The Coast and Geodetic Survey Distinguished Service Medal is a decoration of the United States Coast and Geodetic Survey presented to personnel of the Coast and Geodetic Survey for service during World War II, the national emergency preceding it, or its aftermath.

==History==

United States Coast and Geodetic Survey personnel were eligible for the awards and decorations of the United States Department of Commerce and the awards and decorations of other uniformed services with which they served. However, although the Coast and Geodetic Survey traced its history to 1807, it had no awards of its own until 21 July 1945, when President Harry S. Truman signed Executive Order 9590, authorizing six awards in recognition of Coast and Geodetic Survey service during World War II, the national emergency preceding it, or its aftermath: The Coast and Geodetic Survey Distinguished Service Medal was one of the six awards.

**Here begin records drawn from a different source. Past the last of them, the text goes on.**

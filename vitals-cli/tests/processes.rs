use assert_cmd::Command;
use httpmock::prelude::*;

#[tokio::test]
async fn processes_command_lists_processes() {
    let server = MockServer::start_async().await;
    let _m = server
        .mock_async(|when, then| {
            when.method(GET)
                .path("/api/metrics/processes")
                .query_param("limit", "15");
            then.status(200)
                .header("content-type", "application/json")
                .body(
                    r#"[{"pid":1234,"name":"firefox","cpu_percent":22.5,"memory_mb":812.0,
                         "threads":48,"status":"running"}]"#,
                );
        })
        .await;

    Command::new(assert_cmd::cargo::cargo_bin!("vitals-cli"))
        .args(["--url", &server.base_url(), "--no-color", "processes"])
        .assert()
        .success()
        .stdout(predicates::str::contains("firefox"));
}

#[tokio::test]
async fn processes_command_handles_empty_list() {
    let server = MockServer::start_async().await;
    let _m = server
        .mock_async(|when, then| {
            when.method(GET).path("/api/metrics/processes");
            then.status(200)
                .header("content-type", "application/json")
                .body(r#"[]"#);
        })
        .await;

    Command::new(assert_cmd::cargo::cargo_bin!("vitals-cli"))
        .args(["--url", &server.base_url(), "--no-color", "processes"])
        .assert()
        .success();
}

#[tokio::test]
async fn processes_command_passes_custom_limit() {
    let server = MockServer::start_async().await;
    let mock = server
        .mock_async(|when, then| {
            when.method(GET)
                .path("/api/metrics/processes")
                .query_param("limit", "5");
            then.status(200)
                .header("content-type", "application/json")
                .body(r#"[]"#);
        })
        .await;

    Command::new(assert_cmd::cargo::cargo_bin!("vitals-cli"))
        .args([
            "--url",
            &server.base_url(),
            "--no-color",
            "processes",
            "--limit",
            "5",
        ])
        .assert()
        .success();
    mock.assert_async().await;
}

For budgetary reasons, Executive Order 9590 established the award as a ribbon only, but it also authorized the United States Secretary of Commerce to "provide and issue an appropriate medal, with suitable appurtenances, to the recipient of any ribbon at such time as he may determine, and when necessary funds are available therefore." However, it was not until the United States Congress passed the Merchant Marine Decorations and Medals Act in 1988 that the Coast and Geodetic Survey's successor organization, the National Oceanic and Atmospheric Administration (NOAA), took action to create a medal for the award. Later in 1988, via NOAA Corps Bulletin 880401, NOAA authorized medals to supplement the ribbons previously awarded. Among them was the Coast and Geodetic Survey Distinguished Service Medal.

==Criteria==

The Coast and Geodetic Survey Distinguished Service Medal was awarded to any member of the U.S. Coast and Geodetic Survey who distinguished himself by outstanding conduct or service in the line of duty under the jurisdiction of the United States Secretary of Commerce between 8 September 1939 and 28 April 1952. Any commissioned officer of the United States Coast and Geodetic Survey Corps and any ship's officer or member of the crew of any Coast and Geodetic Survey ship was eligible for the Coast and Geodetic Survey Distinguished Service Medal. Coast and Geodetic Survey personnel were not eligible for the medal for service they performed during periods in which they were under other jurisdiction, such as that of the United States Department of War or the United States Department of the Navy.

A recipient was authorized to receive only one Coast and Geodetic Survey Distinguished Service Medal ribbon during his career, but was authorized to wear a ribbon device in lieu of an additional ribbon to indicate additional awards of the medal.

==Appearance==
===Medal===

The obverse of the medal depicts a globe superimposed over two crossed anchors, with a bald eagle with its wings spread perched atop the globe, the same image depicted on the seal of the U.S. Coast and Geodetic Survey. The reverse of the medal is blank.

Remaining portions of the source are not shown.